Problem details:
Every line of the entries with the word "Duration" in it should be shown.

Collected data:
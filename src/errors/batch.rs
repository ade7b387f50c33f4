// Copyright (c) 2025 Steve Wagner (ciroque@live.com)
// SPDX-License-Identifier: MIT

use std::sync::Arc;
use thiserror::Error;

/// A pull from a streaming item source failed. Fatal for the batch.
#[derive(Debug, Clone, Error)]
#[error("item source failed: {0}")]
pub struct SourceError(Arc<anyhow::Error>);

impl SourceError {
    pub fn new(error: anyhow::Error) -> Self {
        Self(Arc::new(error))
    }
}

impl From<anyhow::Error> for SourceError {
    fn from(error: anyhow::Error) -> Self {
        Self::new(error)
    }
}

/// Why a batch settled early with partial results.
#[derive(Debug, Clone, Error)]
pub enum AbortReason {
    /// `stop(true)` was called.
    #[error("batch stopped by caller")]
    StoppedByCaller,

    /// Terminal failures reached the configured ceiling.
    #[error("error budget exceeded: {total_errors} failures reached the limit of {max_total_errors}")]
    ErrorBudgetExceeded {
        total_errors: usize,
        max_total_errors: usize,
    },

    /// The streaming source could not produce its next item.
    #[error("streaming source failed")]
    SourceFailed(#[source] SourceError),
}
// Copyright (c) 2025 Steve Wagner (ciroque@live.com)
// SPDX-License-Identifier: MIT

//! Pause/resume gate shared by every worker loop.
//!
//! The gate state lives in a `watch` channel, so a worker that subscribes
//! after `resume` already ran still sees the released state. No wakeup can be
//! lost between "check paused" and "park". Every resume bumps a generation
//! counter that is logged with the pause/resume events.

use tokio::sync::watch;
use tokio_util::sync::CancellationToken;

#[derive(Debug, Clone, Copy, Default, PartialEq, Eq)]
struct GateState {
    paused: bool,
    generation: u64,
}

#[derive(Debug)]
pub(crate) struct PauseGate {
    state: watch::Sender<GateState>,
}

impl Default for PauseGate {
    fn default() -> Self {
        Self::new()
    }
}

impl PauseGate {
    pub(crate) fn new() -> Self {
        let (state, _) = watch::channel(GateState::default());
        Self { state }
    }

    /// Close the gate. Returns `true` only on the open→closed edge.
    pub(crate) fn pause(&self) -> bool {
        self.state.send_if_modified(|state| {
            if state.paused {
                return false;
            }
            state.paused = true;
            true
        })
    }

    /// Open the gate and release every parked worker at once. Returns `true`
    /// only on the closed→open edge.
    pub(crate) fn resume(&self) -> bool {
        self.state.send_if_modified(|state| {
            if !state.paused {
                return false;
            }
            state.paused = false;
            state.generation += 1;
            true
        })
    }

    pub(crate) fn is_paused(&self) -> bool {
        self.state.borrow().paused
    }

    pub(crate) fn generation(&self) -> u64 {
        self.state.borrow().generation
    }

    /// Park while the gate is closed.
    ///
    /// Returns `false` if `stop` fired while parked, `true` once the gate is open.
    pub(crate) async fn wait_if_paused(&self, stop: &CancellationToken) -> bool {
        let mut state = self.state.subscribe();
        loop {
            if !state.borrow_and_update().paused {
                return true;
            }
            tokio::select! {
                changed = state.changed() => {
                    if changed.is_err() {
                        return true;
                    }
                }
                _ = stop.cancelled() => return false,
            }
        }
    }
}

#[cfg(test)]
mod tests {
    use super::*;
    use std::sync::Arc;
    use std::time::Duration;

    #[test]
    fn test_pause_and_resume_report_edges_only() {
        let gate = PauseGate::new();

        assert!(!gate.resume());
        assert!(gate.pause());
        assert!(!gate.pause());
        assert!(gate.is_paused());

        assert!(gate.resume());
        assert!(!gate.resume());
        assert!(!gate.is_paused());
        assert_eq!(gate.generation(), 1);
    }

    #[tokio::test]
    async fn test_open_gate_does_not_block() {
        let gate = PauseGate::new();
        let stop = CancellationToken::new();
        assert!(gate.wait_if_paused(&stop).await);
    }

    #[tokio::test]
    async fn test_resume_releases_all_parked_waiters() {
        let gate = Arc::new(PauseGate::new());
        let stop = CancellationToken::new();
        gate.pause();

        let mut handles = Vec::new();
        for _ in 0..3 {
            let gate = gate.clone();
            let stop = stop.clone();
            handles.push(tokio::spawn(async move { gate.wait_if_paused(&stop).await }));
        }

        tokio::time::sleep(Duration::from_millis(20)).await;
        assert!(handles.iter().all(|h| !h.is_finished()));

        gate.resume();
        for handle in handles {
            let released = tokio::time::timeout(Duration::from_secs(1), handle)
                .await
                .expect("waiter should be released")
                .unwrap();
            assert!(released);
        }
    }

    #[tokio::test]
    async fn test_stop_interrupts_parked_waiter() {
        let gate = Arc::new(PauseGate::new());
        let stop = CancellationToken::new();
        gate.pause();

        let waiter = {
            let gate = gate.clone();
            let stop = stop.clone();
            tokio::spawn(async move { gate.wait_if_paused(&stop).await })
        };

        tokio::time::sleep(Duration::from_millis(10)).await;
        stop.cancel();

        let released = tokio::time::timeout(Duration::from_secs(1), waiter)
            .await
            .expect("stop should interrupt the wait")
            .unwrap();
        assert!(!released);
        assert!(gate.is_paused());
    }
}
// Copyright (c) 2025 Steve Wagner (ciroque@live.com)
// SPDX-License-Identifier: MIT

use std::sync::atomic::{AtomicBool, AtomicUsize, Ordering};

/// Result of recording one terminal failure.
#[derive(Debug, Clone, Copy, PartialEq, Eq)]
pub(crate) enum BudgetCheck {
    Within,
    /// This failure crossed the ceiling; the caller owns the abort.
    Exceeded {
        total_errors: usize,
        max_total_errors: usize,
    },
    /// The ceiling was crossed earlier by another worker.
    AlreadyExceeded,
}

/// Monotonic count of terminal failures with a one-shot trip wire.
///
/// `Stopped` outcomes are never recorded here; callers filter them out.
#[derive(Debug)]
pub(crate) struct ErrorBudget {
    limit: Option<usize>,
    total: AtomicUsize,
    tripped: AtomicBool,
}

impl ErrorBudget {
    pub(crate) fn new(limit: Option<usize>) -> Self {
        Self {
            limit,
            total: AtomicUsize::new(0),
            tripped: AtomicBool::new(false),
        }
    }

    pub(crate) fn record_failure(&self) -> BudgetCheck {
        let total_errors = self.total.fetch_add(1, Ordering::AcqRel) + 1;
        let Some(max_total_errors) = self.limit else {
            return BudgetCheck::Within;
        };
        if total_errors < max_total_errors {
            return BudgetCheck::Within;
        }

        match self
            .tripped
            .compare_exchange(false, true, Ordering::AcqRel, Ordering::Acquire)
        {
            Ok(_) => BudgetCheck::Exceeded {
                total_errors,
                max_total_errors,
            },
            Err(_) => BudgetCheck::AlreadyExceeded,
        }
    }

    pub(crate) fn total(&self) -> usize {
        self.total.load(Ordering::Acquire)
    }
}

#[cfg(test)]
mod tests {
    use super::*;
    use std::sync::Arc;

    #[test]
    fn test_unbounded_budget_never_trips() {
        let budget = ErrorBudget::new(None);
        for _ in 0..100 {
            assert_eq!(budget.record_failure(), BudgetCheck::Within);
        }
        assert_eq!(budget.total(), 100);
    }

    #[test]
    fn test_trips_exactly_once_at_ceiling() {
        let budget = ErrorBudget::new(Some(2));
        assert_eq!(budget.record_failure(), BudgetCheck::Within);
        assert_eq!(
            budget.record_failure(),
            BudgetCheck::Exceeded {
                total_errors: 2,
                max_total_errors: 2
            }
        );
        assert_eq!(budget.record_failure(), BudgetCheck::AlreadyExceeded);
        assert_eq!(budget.total(), 3);
    }

    #[test]
    fn test_concurrent_crossings_trip_once() {
        let budget = Arc::new(ErrorBudget::new(Some(3)));
        let handles: Vec<_> = (0..8)
            .map(|_| {
                let budget = budget.clone();
                std::thread::spawn(move || budget.record_failure())
            })
            .collect();

        let exceeded = handles
            .into_iter()
            .map(|h| h.join().unwrap())
            .filter(|check| matches!(check, BudgetCheck::Exceeded { .. }))
            .count();
        assert_eq!(exceeded, 1);
    }
}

Solved exercise:
    use std::time::Duration;
        tokio::time::sleep(Duration::from_millis(20)).await;
            let released = tokio::time::timeout(Duration::from_secs(1), handle)
        tokio::time::sleep(Duration::from_millis(10)).await;
        let released = tokio::time::timeout(Duration::from_secs(1), waiter)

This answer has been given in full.